Source: https://www.nature.com/articles/s41564-018-0110-1 Culture-independent discovery of the malacidins as calcium-dependent antibiotics with activity against multidrug-resistant Gram-positive pathogens Despite the wide availability of antibiotics, infectious diseases remain a leading cause of death worldwide1. In the absence of new therapies, mortality rates due to untreatable infections are predicted to rise more than tenfold by 2050. Natural products (NPs) made by cultured bacteria have been a major source of clinically useful antibiotics. In spite of decades of productivity, the use of bacteria in the search for new antibiotics was largely abandoned due to high rediscovery rates2,3. As only a fraction of bacterial diversity is regularly cultivated in the laboratory and just a fraction of the chemistries encoded by cultured bacteria are detected in fermentation experiments, most bacterial NPs remain hidden in the global microbiome. In an effort to access these hidden NPs, we have developed a culture-independent NP discovery platform that involves sequencing, bioinformatic analysis and heterologous expression of biosynthetic gene clusters captured on DNA extracted from environmental samples. Here, we describe the application of this platform to the discovery of the malacidins, a distinctive class of antibiotics that are commonly encoded in soil microbiomes but have never been reported in culture-based NP discovery efforts. The malacidins are active against multidrug-resistant pathogens, sterilize methicillin-resistant Staphylococcus aureus skin infections in an animal wound model and did not select for resistance under our laboratory conditions. What a clever approach if I understand it correctly. Having identified a genetic sequence associated with cell wall formation or attack, they used DNA amplification to search for sequences having a similar structure. Very clever as it uses one piece of knowledge about DNA structures associated with what is desired; amplified, and; tested to see if it attacks the bacteria and not the host. Bob Wilson
Fast scanned through the post. Saw the figure. Dang, Bob! Half second later I realized that they drew it, not you. This is an excellent example of visual communication in science. As people now think it should be done. Article no doubt makes it clear that microbial warfare in soils (and other decomposition environments) has probably evolved a large proportion of effective anti-microbial chemicals. In other words, if it can possibly work, somebody does it in some soil somewhere. And there's more Not just the chemical is there, but the underlying genetic sequence that allows ribosomal construction of the chemical. Humans arrived very late to ongoing global microbial warfare. Now learning how to read the book.

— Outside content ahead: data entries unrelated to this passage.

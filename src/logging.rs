use std::fs::OpenOptions;
use std::io;
use std::path::Path;

use tracing_subscriber::{EnvFilter, fmt};

/// `RUST_LOG` wins over `default_level` when set.
fn filter(default_level: &str) -> EnvFilter {
    EnvFilter::try_from_default_env().unwrap_or_else(|_| EnvFilter::new(default_level))
}

/// Logs to stderr.
pub fn init(default_level: &str) {
    let _ = fmt()
        .with_env_filter(filter(default_level))
        .with_writer(io::stderr)
        .with_target(false)
        .try_init();
}

/// Appends plain-text logs to `path`.
pub fn init_to_file(path: &Path, default_level: &str) -> io::Result<()> {
    let file = OpenOptions::new().create(true).append(true).open(path)?;
    let _ = fmt()
        .with_env_filter(filter(default_level))
        .with_writer(file)
        .with_target(false)
        .with_ansi(false)
        .try_init();
    Ok(())
}

/// Captured by the test harness.
pub fn init_test() {
    let _ = fmt()
        .with_env_filter(EnvFilter::new("debug"))
        .with_test_writer()
        .try_init();
}
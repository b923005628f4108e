//! Order-level planning: how many sheets of each fabric an order needs, how
//! much hardware it needs, and what current stock cannot cover.

use serde::Serialize;
use tracing::debug;

use crate::error::StoreResult;
use crate::planner::SheetCuttingPlanner;
use crate::store::Ledger;
use crate::types::{
    CuttingPlan, HardwareNeed, MaterialKind, MaterialSheet, OrderId, OrderLine, ProductDemand,
    ShortageRecord,
};

#[derive(Debug, Clone, Copy, PartialEq, Eq)]
pub struct Settings {
    /// Upper bound on sheets per format when projecting how many more would
    /// be needed for demand current stock cannot cover.
    pub projection_limit: u32,
}

impl Default for Settings {
    fn default() -> Self {
        Self {
            projection_limit: 10_000,
        }
    }
}

#[derive(Debug, Clone, PartialEq, Eq, Serialize)]
pub struct MaterialRequirement {
    pub material: String,
    pub kind: MaterialKind,
    pub required: u32,
    pub available: u32,
    pub missing: u32,
    /// Fabric demand no sheet format can hold, even turned.
    pub unplaceable: Vec<ProductDemand>,
}

impl MaterialRequirement {
    pub fn shortage(&self) -> Option<ShortageRecord> {
        ShortageRecord::new(self.material.clone(), self.missing)
    }
}

#[derive(Debug, Clone, PartialEq, Eq)]
pub struct FabricPlan {
    /// Sheets that can be cut from current stock.
    pub plans: Vec<CuttingPlan>,
    pub requirement: MaterialRequirement,
}

#[derive(Debug, Clone, Default, PartialEq, Eq, Serialize)]
pub struct Assessment {
    pub plans: Vec<CuttingPlan>,
    pub requirements: Vec<MaterialRequirement>,
}

impl Assessment {
    /// One record per material, summed over its fabric and hardware
    /// requirements, in order of first appearance.
    pub fn shortages(&self) -> Vec<ShortageRecord> {
        let mut merged: Vec<ShortageRecord> = Vec::new();
        for shortage in self.requirements.iter().filter_map(MaterialRequirement::shortage) {
            match merged.iter_mut().find(|s| s.material == shortage.material) {
                Some(existing) => existing.missing = existing.missing.saturating_add(shortage.missing),
                None => merged.push(shortage),
            }
        }
        merged
    }

    /// Sheets of `material` the plans cut from stock.
    pub fn sheets_planned(&self, material: &str) -> u32 {
        self.plans.iter().filter(|p| p.material == material).count() as u32
    }

    pub fn requirement(&self, material: &str) -> Option<&MaterialRequirement> {
        self.requirements.iter().find(|r| r.material == material)
    }
}

/// Cuts `demands` from the catalog entries of one fabric, in id order, using
/// each entry's available sheets. Whatever is left is projected onto the same
/// formats to count the extra sheets needed; what still does not fit is
/// unplaceable and counts one unit per piece.
pub fn plan_fabric(
    material: &str,
    sheets: &[MaterialSheet],
    demands: &[ProductDemand],
    settings: &Settings,
) -> FabricPlan {
    let mut plans = Vec::new();
    let mut residual = demands.to_vec();

    for sheet in sheets.iter().filter(|s| s.available > 0) {
        let run =
            SheetCuttingPlanner::new(material, sheet.id, sheet.size).plan(sheet.available, &residual);
        plans.extend(run.plans);
        residual = run.residual;
    }
    let consumed = plans.len() as u32;

    let mut extra = 0u32;
    for sheet in sheets {
        if residual.iter().all(|d| d.qty == 0) {
            break;
        }
        let run = SheetCuttingPlanner::new(material, sheet.id, sheet.size)
            .plan(settings.projection_limit, &residual);
        extra = extra.saturating_add(run.sheets_used);
        residual = run.residual;
    }

    let unplaceable: Vec<ProductDemand> = residual.into_iter().filter(|d| d.qty > 0).collect();
    let unplaceable_pieces = unplaceable.iter().fold(0u32, |acc, d| acc.saturating_add(d.qty));
    let missing = extra.saturating_add(unplaceable_pieces);
    let available = total_available(sheets);

    debug!(
        material,
        consumed,
        extra,
        unplaceable = unplaceable_pieces,
        available,
        "fabric planned"
    );

    FabricPlan {
        plans,
        requirement: MaterialRequirement {
            material: material.to_string(),
            kind: MaterialKind::Fabric,
            required: consumed.saturating_add(missing),
            available,
            missing,
            unplaceable,
        },
    }
}

/// Assesses one order against the catalog as `ledger` currently sees it.
pub fn assess(ledger: &dyn Ledger, order: OrderId, settings: &Settings) -> StoreResult<Assessment> {
    let lines = ledger.order_lines(order)?;
    let hardware = ledger.hardware_needs(order)?;

    let mut assessment = Assessment::default();
    for (material, demands) in group_by_material(&lines) {
        let sheets = ledger.sheets(&material)?;
        let fabric = plan_fabric(&material, &sheets, &demands, settings);
        assessment.plans.extend(fabric.plans);
        assessment.requirements.push(fabric.requirement);
    }

    for (material, required) in sum_hardware(&hardware) {
        // stock a fabric plan of the same name already cuts is not there for hardware
        let available = total_available(&ledger.sheets(&material)?)
            .saturating_sub(assessment.sheets_planned(&material));
        assessment.requirements.push(MaterialRequirement {
            missing: required.saturating_sub(available),
            material,
            kind: MaterialKind::Hardware,
            required,
            available,
            unplaceable: Vec::new(),
        });
    }

    Ok(assessment)
}

fn total_available(sheets: &[MaterialSheet]) -> u32 {
    sheets.iter().fold(0u32, |acc, s| acc.saturating_add(s.available))
}

/// Demand grouped by fabric, in order of first appearance.
fn group_by_material(lines: &[OrderLine]) -> Vec<(String, Vec<ProductDemand>)> {
    let mut groups: Vec<(String, Vec<ProductDemand>)> = Vec::new();
    for line in lines {
        match groups.iter_mut().find(|(m, _)| *m == line.material) {
            Some((_, demands)) => demands.push(line.demand.clone()),
            None => groups.push((line.material.clone(), vec![line.demand.clone()])),
        }
    }
    groups
}

fn sum_hardware(needs: &[HardwareNeed]) -> Vec<(String, u32)> {
    let mut totals: Vec<(String, u32)> = Vec::new();
    for need in needs {
        match totals.iter_mut().find(|(m, _)| *m == need.material) {
            Some((_, qty)) => *qty = qty.saturating_add(need.qty),
            None => totals.push((need.material.clone(), need.qty)),
        }
    }
    totals
}
use crate::types::{Consumption, Placement, ProductDemand, Rect};

/// Strip of a sheet left over after laying out one product in a grid.
#[derive(Debug, Clone, Copy, PartialEq, Eq)]
pub struct FreeRect {
    pub x: u32,
    pub y: u32,
    pub rect: Rect,
}

/// Outcome of packing one sheet.
#[derive(Debug, Clone, Default, PartialEq, Eq)]
pub struct Packing {
    pub placements: Vec<Placement>,
    pub consumed: Vec<Consumption>,
    pub covered_area: u64,
    pub rotated: bool,
    /// Margins beyond each product's grid. Recorded only: later products in
    /// the same pass are still measured against the whole sheet.
    pub margins: Vec<FreeRect>,
}

impl Packing {
    pub fn is_empty(&self) -> bool {
        self.placements.is_empty()
    }
}

/// Single-sheet, single-orientation grid packer.
#[derive(Debug, Clone, Copy)]
pub struct PackingEngine {
    sheet: Rect,
}

impl PackingEngine {
    pub fn new(sheet: Rect) -> Self {
        Self { sheet }
    }

    pub fn sheet(&self) -> Rect {
        self.sheet
    }

    /// Packs one sheet against `demands`, trying every footprint as-is and
    /// then every footprint turned 90 degrees. The orientation covering more
    /// area wins; on a tie the as-is layout is kept.
    pub fn pack(&self, demands: &[ProductDemand]) -> Packing {
        let straight = self.pack_oriented(demands, false);
        let turned = self.pack_oriented(demands, true);
        if turned.covered_area > straight.covered_area {
            turned
        } else {
            straight
        }
    }

    fn pack_oriented(&self, demands: &[ProductDemand], rotate: bool) -> Packing {
        let mut order: Vec<usize> = (0..demands.len()).filter(|&i| demands[i].qty > 0).collect();
        // Widest first, then tallest; sort_by is stable so full ties keep input order
        order.sort_by(|&a, &b| {
            let (a, b) = (demands[a].size, demands[b].size);
            b.w.cmp(&a.w).then(b.h.cmp(&a.h))
        });

        let mut packing = Packing {
            rotated: rotate,
            ..Packing::default()
        };

        for idx in order {
            let demand = &demands[idx];
            let piece = if rotate {
                demand.size.rotated()
            } else {
                demand.size
            };
            if piece.is_empty() {
                continue;
            }

            let across = self.sheet.w / piece.w;
            let down = self.sheet.h / piece.h;
            let capacity = across as u64 * down as u64;
            let count = capacity.min(demand.qty as u64) as u32;
            if count == 0 {
                continue;
            }

            packing.placements.push(Placement {
                product: demand.product.clone(),
                rect: piece,
                count,
                rotated: rotate,
            });
            packing.consumed.push(Consumption {
                index: idx,
                product: demand.product.clone(),
                count,
            });
            packing.covered_area += piece.area() * count as u64;
            self.record_margins(&mut packing.margins, piece, across, down);
        }

        packing
    }

    fn record_margins(&self, margins: &mut Vec<FreeRect>, piece: Rect, across: u32, down: u32) {
        let used_w = across * piece.w;
        let used_h = down * piece.h;
        if self.sheet.w > used_w {
            margins.push(FreeRect {
                x: used_w,
                y: 0,
                rect: Rect::new(self.sheet.w - used_w, self.sheet.h),
            });
        }
        if self.sheet.h > used_h {
            margins.push(FreeRect {
                x: 0,
                y: used_h,
                rect: Rect::new(self.sheet.w, self.sheet.h - used_h),
            });
        }
    }
}
use std::path::{Path, PathBuf};
use std::process::ExitCode;

use clap::{Parser, Subcommand};
use cut_allocator::config::Config;
use cut_allocator::logging;
use cut_allocator::store::SqliteStore;
use cut_allocator::types::{
    CuttingPlan, HardwareNeed, MaterialSheet, OrderId, OrderLine, ProductDemand, Rect,
    ShortageRecord,
};
use cut_allocator::{
    Decision, InventoryReconciler, LogSink, Reconciliation, Settings, SheetCuttingPlanner,
    SupplyRequestFactory,
};
use serde::Deserialize;

#[derive(Parser)]
#[command(
    name = "cut_allocator",
    about = "Cutting plans and material allocation for production orders"
)]
struct Cli {
    /// SQLite database holding the catalog and the orders
    #[arg(long, global = true, env = "CUT_DB", default_value = "cutting.db")]
    db: PathBuf,

    /// Sheets per format to try when projecting a shortage
    #[arg(long, global = true, env = "CUT_PROJECTION_LIMIT", default_value_t = 10_000)]
    projection_limit: u32,

    #[command(subcommand)]
    command: Command,
}

#[derive(Subcommand)]
enum Command {
    /// Plan cuts on one sheet format without touching the database
    Plan {
        /// Sheet dimensions (WxH, e.g. 1500x1000)
        #[arg(long)]
        sheet: String,

        /// Number of sheets on hand
        #[arg(long, default_value_t = 1)]
        supply: u32,

        /// Products as name:WxH:qty (e.g. sleeve:400x300:8)
        #[arg(long = "cuts", num_args = 1..)]
        cuts: Vec<String>,
    },
    /// Create the database schema
    InitDb,
    /// Load sheets and orders from a JSON file
    Load { file: PathBuf },
    /// Run one reconciliation pass for an order
    Reconcile {
        order: OrderId,

        /// Confirm a supply request if the order ends up awaiting supply
        #[arg(long)]
        request_supply: bool,
    },
    /// Turn confirmed shortages of an order into supply requests
    #[command(group = clap::ArgGroup::new("what").required(true).args(["confirm", "all"]))]
    RequestSupply {
        order: OrderId,

        /// Shortages as material:qty (e.g. Zip:3), capped at what is still missing
        #[arg(long = "confirm", num_args = 1.., value_parser = parse_shortage)]
        confirm: Vec<ShortageRecord>,

        /// Request every shortage the order currently has
        #[arg(long)]
        all: bool,
    },
}

#[derive(Deserialize)]
struct Inventory {
    #[serde(default)]
    sheets: Vec<MaterialSheet>,
    #[serde(default)]
    orders: Vec<OrderImport>,
}

#[derive(Deserialize)]
struct OrderImport {
    id: OrderId,
    #[serde(default)]
    lines: Vec<OrderLine>,
    #[serde(default)]
    hardware: Vec<HardwareNeed>,
}

fn parse_dimensions(s: &str) -> Result<Rect, String> {
    let parts: Vec<&str> = s.split('x').collect();
    if parts.len() != 2 {
        return Err(format!("invalid dimensions '{}', expected WxH", s));
    }
    let w = parts[0]
        .parse::<u32>()
        .map_err(|_| format!("invalid width in '{}'", s))?;
    let h = parts[1]
        .parse::<u32>()
        .map_err(|_| format!("invalid height in '{}'", s))?;
    if w == 0 || h == 0 {
        return Err(format!("dimensions must be non-zero in '{}'", s));
    }
    Ok(Rect::new(w, h))
}

fn parse_cut(s: &str) -> Result<ProductDemand, String> {
    let parts: Vec<&str> = s.split(':').collect();
    if parts.len() != 3 || parts[0].is_empty() {
        return Err(format!("invalid cut '{}', expected name:WxH:qty", s));
    }
    let size = parse_dimensions(parts[1])?;
    let qty = parts[2]
        .parse::<u32>()
        .map_err(|_| format!("invalid quantity in '{}'", s))?;
    if qty == 0 {
        return Err(format!("quantity must be non-zero in '{}'", s));
    }
    Ok(ProductDemand::new(parts[0], size.w, size.h, qty))
}

fn parse_shortage(s: &str) -> Result<ShortageRecord, String> {
    let (material, qty) = s
        .rsplit_once(':')
        .ok_or_else(|| format!("invalid shortage '{}', expected material:qty", s))?;
    if material.is_empty() {
        return Err(format!("missing material in '{}'", s));
    }
    let qty = qty
        .parse::<u32>()
        .map_err(|_| format!("invalid quantity in '{}'", s))?;
    ShortageRecord::new(material, qty).ok_or_else(|| format!("quantity must be non-zero in '{}'", s))
}

fn print_plans(plans: &[CuttingPlan]) {
    for (i, plan) in plans.iter().enumerate() {
        println!("Sheet {} ({} #{} {}):", i + 1, plan.material, plan.sheet_id, plan.sheet);
        for p in &plan.placements {
            let rot = if p.rotated { " [rotated]" } else { "" };
            println!("  {} x{} {}{}", p.product, p.count, p.rect, rot);
        }
        println!();
    }
}

fn plan(sheet: &str, supply: u32, cuts: &[String]) -> Result<(), String> {
    let sheet = parse_dimensions(sheet)?;
    let demands = cuts
        .iter()
        .map(|c| parse_cut(c))
        .collect::<Result<Vec<_>, _>>()?;

    let run = SheetCuttingPlanner::new("cli", 0, sheet).plan(supply, &demands);
    print_plans(&run.plans);

    println!(
        "Summary: {} sheet{} used, {} piece{} outstanding",
        run.sheets_used,
        if run.sheets_used == 1 { "" } else { "s" },
        run.outstanding_pieces(),
        if run.outstanding_pieces() == 1 { "" } else { "s" },
    );
    for d in run.outstanding() {
        let reason = if d.fits_sheet(sheet) { "out of sheets" } else { "does not fit" };
        println!("  {} {}: {} left ({})", d.product, d.size, d.qty, reason);
    }
    Ok(())
}

fn load(store: &mut SqliteStore, file: &Path) -> Result<(), String> {
    let raw = std::fs::read_to_string(file).map_err(|e| format!("{}: {}", file.display(), e))?;
    let inventory: Inventory =
        serde_json::from_str(&raw).map_err(|e| format!("{}: {}", file.display(), e))?;

    store.init_schema().map_err(|e| e.to_string())?;
    for sheet in &inventory.sheets {
        store.add_sheet(sheet).map_err(|e| e.to_string())?;
    }
    for order in &inventory.orders {
        store
            .add_order(order.id, &order.lines, &order.hardware)
            .map_err(|e| e.to_string())?;
    }
    println!(
        "Loaded {} sheet{} and {} order{}",
        inventory.sheets.len(),
        if inventory.sheets.len() == 1 { "" } else { "s" },
        inventory.orders.len(),
        if inventory.orders.len() == 1 { "" } else { "s" },
    );
    Ok(())
}

fn print_reconciliation(rec: &Reconciliation) {
    if !rec.changed {
        println!("Order {} already {}, nothing to do", rec.order, rec.status);
        return;
    }
    print_plans(&rec.plans);
    for r in &rec.requirements {
        println!(
            "  {}: required {}, available {}, missing {}",
            r.material, r.required, r.available, r.missing
        );
    }
    for t in &rec.transfers {
        println!("  transferred {} {} from sheet #{}", t.qty, t.material, t.sheet_id);
    }
    for d in &rec.drawn {
        println!("  drew {} {} from sheet #{}", d.qty, d.material, d.sheet_id);
    }
    println!("Order {}: {}", rec.order, rec.status);
}

fn reconcile(
    store: &mut SqliteStore,
    settings: Settings,
    order: OrderId,
    request_supply: bool,
) -> Result<(), String> {
    let rec = InventoryReconciler::new(settings)
        .reconcile(store, order, &mut LogSink)
        .map_err(|e| e.to_string())?;
    print_reconciliation(&rec);

    if rec.changed && rec.decision == Decision::AwaitingSupply {
        if request_supply {
            return submit_supply(store, settings, order, Some(rec.shortages.as_slice()));
        }
        println!("Run `request-supply {}` to order the missing materials", order);
    }
    Ok(())
}

fn submit_supply(
    store: &mut SqliteStore,
    settings: Settings,
    order: OrderId,
    confirmed: Option<&[ShortageRecord]>,
) -> Result<(), String> {
    let factory = SupplyRequestFactory::new(settings);
    let requests = match confirmed {
        Some(records) => factory.create_requests(store, order, records, &mut LogSink),
        None => factory.create_all_requests(store, order, &mut LogSink),
    }
    .map_err(|e| e.to_string())?;
    for r in &requests {
        println!("  request #{}: {} x{}", r.id, r.material, r.qty);
    }
    println!(
        "Order {}: {} supply request{} submitted",
        order,
        requests.len(),
        if requests.len() == 1 { "" } else { "s" },
    );
    Ok(())
}

fn open_store(db: &Path) -> Result<SqliteStore, String> {
    SqliteStore::open(db).map_err(|e| format!("{}: {}", db.display(), e))
}

fn run(cli: Cli) -> Result<(), String> {
    let settings = Settings {
        projection_limit: cli.projection_limit.max(1),
    };

    match cli.command {
        Command::Plan { sheet, supply, cuts } => plan(&sheet, supply, &cuts),
        Command::InitDb => {
            open_store(&cli.db)?.init_schema().map_err(|e| e.to_string())?;
            println!("Initialised {}", cli.db.display());
            Ok(())
        }
        Command::Load { file } => load(&mut open_store(&cli.db)?, &file),
        Command::Reconcile {
            order,
            request_supply,
        } => reconcile(&mut open_store(&cli.db)?, settings, order, request_supply),
        Command::RequestSupply { order, confirm, all } => {
            let confirmed = (!all).then_some(confirm.as_slice());
            submit_supply(&mut open_store(&cli.db)?, settings, order, confirmed)
        }
    }
}

fn main() -> ExitCode {
    let config = Config::from_env();
    match &config.log_file {
        Some(path) => {
            if let Err(e) = logging::init_to_file(path, &config.log_level) {
                eprintln!("Error: cannot open {}: {}", path.display(), e);
                return ExitCode::FAILURE;
            }
        }
        None => logging::init(&config.log_level),
    }

    match run(Cli::parse()) {
        Ok(()) => ExitCode::SUCCESS,
        Err(e) => {
            eprintln!("Error: {}", e);
            ExitCode::FAILURE
        }
    }
}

As article makes clear, most microbes living in soils cannot be cultivated. They took a clever but somewhat limiting sidestep. They used a short genetic sequence already known to code for calcium-dependent antibiotics and looked for that in the wild. So, they would not find anything lacking that sequence. Broadening that (as may be done in Discussion; have not yet read). Look for any genetic tag representing any drug class. In other words, do this same thing again for all recognized drug classes. They rely on a library of global soils selected for drug development. There is another independent library dedicated solely to figuring out microbial diversity. I am sure authors know of that...
amazing. my mother in law lived 5 years, after docs told her there were no more abx that would help her uti.
It is amazing. For at least 400 million years terrestrial microbes have been releasing 'digestive' enzymes to their local environments. Products of those enzymes diffuse wherever, not necessarily back to the cell that 'paid for' lunch. Cheaters can prosper. And so the longest war began. From a conservative generation time of 1 week we can suggest 28 billion generations of microbes have been tinkering with offense and defense. That is a lot. This big book has already been written. Early days of people learning to read it.
Their Figure 4 is lovely as well. Cell membranes have many highly specific transfer channels. Messing one up is common mode of action for antibiotics and other toxins. Recently elsewhere we talked about pufferfish in this context. Many other examples are known. And unknown, one might suppose
Exciting discovery here with this novel culture-independent approach. Although it is possible malacidins may eventually become therapeutic options, most antibiotics that show promise at this stage end up being too toxic for human therapy. For this particular class of antibiotics there remains a lot more work to be done to show that they are safe and efficacious. They discuss doing some basic mammalian cytotoxicity assays - "the malacidins showed no significant toxicity or haemolytic activity against mammalian cells at the highest concentrations tested", but this is just the beginning of toxicity testing. Stable systemic delivery methods would also have to be validated. Their animal model deals with the topical treatment of a deep skin infection. To be clinically useful it would have to be stable in IV form, have low systemic and organ toxicity over weeks of treatment, and have good organ bioavailability. Specifically, the main clinical use for these would likely be for vancomycin resistant deep tissue infections like osteomyelitis (bone infection) and endocarditis (heart valve infection). But even if 9 out of 10 times is a strike out, this new approach will allow us to "roll the dice" that much more that the chance of eventually turning up something clinically useful is greatly enhanced.
I have forgotten who and where I learned of it, but I had used a little soil sample kit sent out by such a group of researchers.